Au-devant des premiers champs du bourg de Sainte-Marie, s’étend un musée vivant du rhum : les installations tonnantes de la Distillerie Saint-James, l’un des spiritueux les plus connus de la Martinique. Sur une terre de culture riche, se rencontrent la Martinique coloniale industrielle, et la savante mémoire d’une économie unique. Plongée dans la double histoire du label Saint-James et du rhum agricole à la Martinique.
La vie de la distillerie Saint-James est, à quelque vicissitude près, toute représentative de l’histoire industrieuse et sociale de la Martinique. Une première destinée religieuse, concentration de terre et d’infrastructure, passage de familles d’entrepreneurs en groupes d’industries, souffrante des mouvements de la terre, l’usine n’a, vraisemblablement, jamais souhaité dévier de l’histoire franche de son île.
Une distillerie à la vie longue
Aujourd’hui, elle alimente même, en un clin d’oeil malicieux à ce passé bondissant, c’est au creux de l’imposante bâtisse coloniale, dominant un jardin fin, que se referme le secret de peu de siècles : l’historiographie du rhum, riche d’une foisonnante collection d’appareillages, de cuves et autres cuivres ronflants de vapeur.
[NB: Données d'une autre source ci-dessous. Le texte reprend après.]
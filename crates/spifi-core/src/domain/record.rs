//! Output records for the detail and summary streams.

use std::fmt;
use std::str::FromStr;

use chrono::{DateTime, Local};
use serde::{Deserialize, Serialize};

use super::mac::MacAddress;

// ---------------------------------------------------------------------------
// TimeFormat
// ---------------------------------------------------------------------------

/// How timestamps are rendered in output lines.
#[derive(Debug, Clone, Copy, PartialEq, Eq, Default, Serialize, Deserialize)]
#[serde(rename_all = "lowercase")]
pub enum TimeFormat {
    /// Whole seconds since the Unix epoch, e.g. `1700000000`.
    #[default]
    #[serde(alias = "unix")]
    Epoch,
    /// Local ISO-8601 with microseconds, e.g. `2023-11-14T22:13:20.000000`.
    Iso,
}

impl TimeFormat {
    /// Render `at` in this format.
    pub fn stamp(self, at: DateTime<Local>) -> String {
        match self {
            Self::Epoch => at.timestamp().to_string(),
            Self::Iso => at
                .naive_local()
                .format("%Y-%m-%dT%H:%M:%S%.6f")
                .to_string(),
        }
    }

    /// Render the current local time in this format.
    pub fn now(self) -> String {
        self.stamp(Local::now())
    }
}

impl FromStr for TimeFormat {
    type Err = String;

    fn from_str(s: &str) -> Result<Self, Self::Err> {
        match s.trim().to_ascii_lowercase().as_str() {
            "epoch" | "unix" => Ok(Self::Epoch),
            "iso" => Ok(Self::Iso),
            other => Err(format!("unknown time format '{other}' (expected epoch, unix or iso)")),
        }
    }
}

impl fmt::Display for TimeFormat {
    fn fmt(&self, f: &mut fmt::Formatter<'_>) -> fmt::Result {
        match self {
            Self::Epoch => write!(f, "epoch"),
            Self::Iso => write!(f, "iso"),
        }
    }
}

// ---------------------------------------------------------------------------
// SightingRecord
// ---------------------------------------------------------------------------

/// One first-in-interval sighting of a device, destined for the detail sink.
#[derive(Debug, Clone, PartialEq, Eq)]
pub struct SightingRecord {
    /// Pre-rendered timestamp.
    pub timestamp: String,
    /// Transmitter address of the probing device.
    pub address: MacAddress,
    /// Registered organization for the address OUI, or `UNKNOWN`.
    pub organization: Option<String>,
    /// SSID the device probed for; empty for wildcard probes.
    pub ssid: Option<String>,
    /// Received signal strength in dBm.
    pub rssi_dbm: Option<i16>,
}

impl SightingRecord {
    /// Serialize as one delimiter-joined line.
    ///
    /// Field order is fixed: timestamp, address, organization, ssid, rssi;
    /// disabled fields are omitted rather than left blank.
    pub fn to_line(&self, delimiter: &str) -> String {
        let mut fields: Vec<String> = Vec::with_capacity(5);
        fields.push(self.timestamp.clone());
        fields.push(self.address.to_string());
        if let Some(org) = &self.organization {
            fields.push(org.clone());
        }
        if let Some(ssid) = &self.ssid {
            fields.push(ssid.clone());
        }
        if let Some(rssi) = self.rssi_dbm {
            fields.push(rssi.to_string());
        }
        fields.join(delimiter)
    }
}

// ---------------------------------------------------------------------------
// ReportRecord
// ---------------------------------------------------------------------------

/// The per-interval unique device count, destined for the summary sink.
#[derive(Debug, Clone, PartialEq, Eq)]
pub struct ReportRecord {
    /// Pre-rendered timestamp.
    pub timestamp: String,
    /// Number of distinct transmitters seen during the interval.
    pub device_count: usize,
}

impl ReportRecord {
    /// Serialize as `timestamp<delim>count`.
    pub fn to_line(&self, delimiter: &str) -> String {
        format!("{}{}{}", self.timestamp, delimiter, self.device_count)
    }
}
Dans un style colonial imperturbable, l’habitation qui accueille le Musée du rhum, entraine dans l’histoire du spiritueux, de la Guildive à l’AOC, se dresse sur deux étages, cintrée d’une terrasse ouverte aux vents et ciselée de frises coloniales. Ce double niveau est supporté par des colonnades fines et des vérandas larges, dont le faîte, de tradition, supporte une large toiture de tuiles. Vraisemblablement bâtie au tournant des années 1870, la bâtisse devient le centre nerveux de l’usine centrale de Sainte-Marie. Depuis peu, la Maison de la Distillation vient compléter cette muséographie : installée dans les épaisses écuries en maçonnerie de l’habitation, elle immerge le visiteur dans un univers industrieux et élégant, une vision toute mécanique de la production du distillat : colonnes métalliques, emportements de tuyauteries et de robinets, l’espace abrite même certains des alambics utilisés par la distillerie depuis son origine. Climax de la visite : l’exceptionnelle cave, collection impétueuse des meilleurs millésimes de Saint-James, réunis depuis 1885.
Les premières exploitations
Et pour comprendre la destinée si emblématique de la distillerie, il est nécessaire de replonger dans son histoire, là encore double ! L’aventure commence sur l’autre côte, au calme de la Caraïbe et des contreforts de la Pelée. Dès le XVIIe siècle, l’hôpital de Saint-Pierre, administré par les frères de la Charité, s’intéresse à la production de tafia. En 1765, les premiers jalons industriels sont posés, et leur rhum, désormais produit, sous la houlette du père chimiste Lefébure, dans ce qui doit devenir, selon toutes vraisemblances, la distillerie Saint-James. Ce sont les prémices, déjà, d’une stratégie commerciale et marketing qui s’ébauchent, des années avant l’heure. La bouteille carrée devient argument de vente, le nom anglicisant à propos pour séduire les colonies britanniques. S’en suit une vie intense : nationalisation post-révolution, exploitation britannique, rachat privé, représentation de la marque à l’international, développement de la bouteille carrée, difficultés financière, démembrement, drame de la Pelée, déconcentration et expansion… une épopée grecque façonne la vie de l’habitation. Dans le même temps, l’autre destin se joue à Sainte-Marie, en pleine Martinique industrieuse et sucrière. En 1872, sous l’impulsion de l’homme d’affaire Emile Bougenot, fondateur du tissu local des usine centrales à vapeur, est créée l’unité centrale du bourg agricole, exploitée à partir de 1900 par la famille Huyghues-Despointes.
Les orientations d’un rhum-monde
Au milieu du XXe siècle, les histoires se rejoignent : le Comte de Vibraye qcuiert de la société Saint-James, devenue anonyme, ainsi que l’usine de Sainte-Marie, qui entame sa reconversion rhumière. Le dernier acte se joue récemment : dès 1973, le rhum Saint-James s’ouvre au monde, associé au giron des grands spiritueux Picon, puis Cointreau, qui installe définitivement le label à Sainte-Marie. Et depuis son fief samaritain, Aujourd’hui adossé au second groupe français de spiritueux, La Martiniquaise, le rhum Saint-James est projeté dans le monde entier. Fort d’une immense production, fier de sa projection internationale, épanoui dans son Appellation d’Origine Contrôlée et sa diffusion d’une histoire unique, celle du rhum, n’en n’a pas fini d’être un illustre représentant de ce savoir- faire Martinique.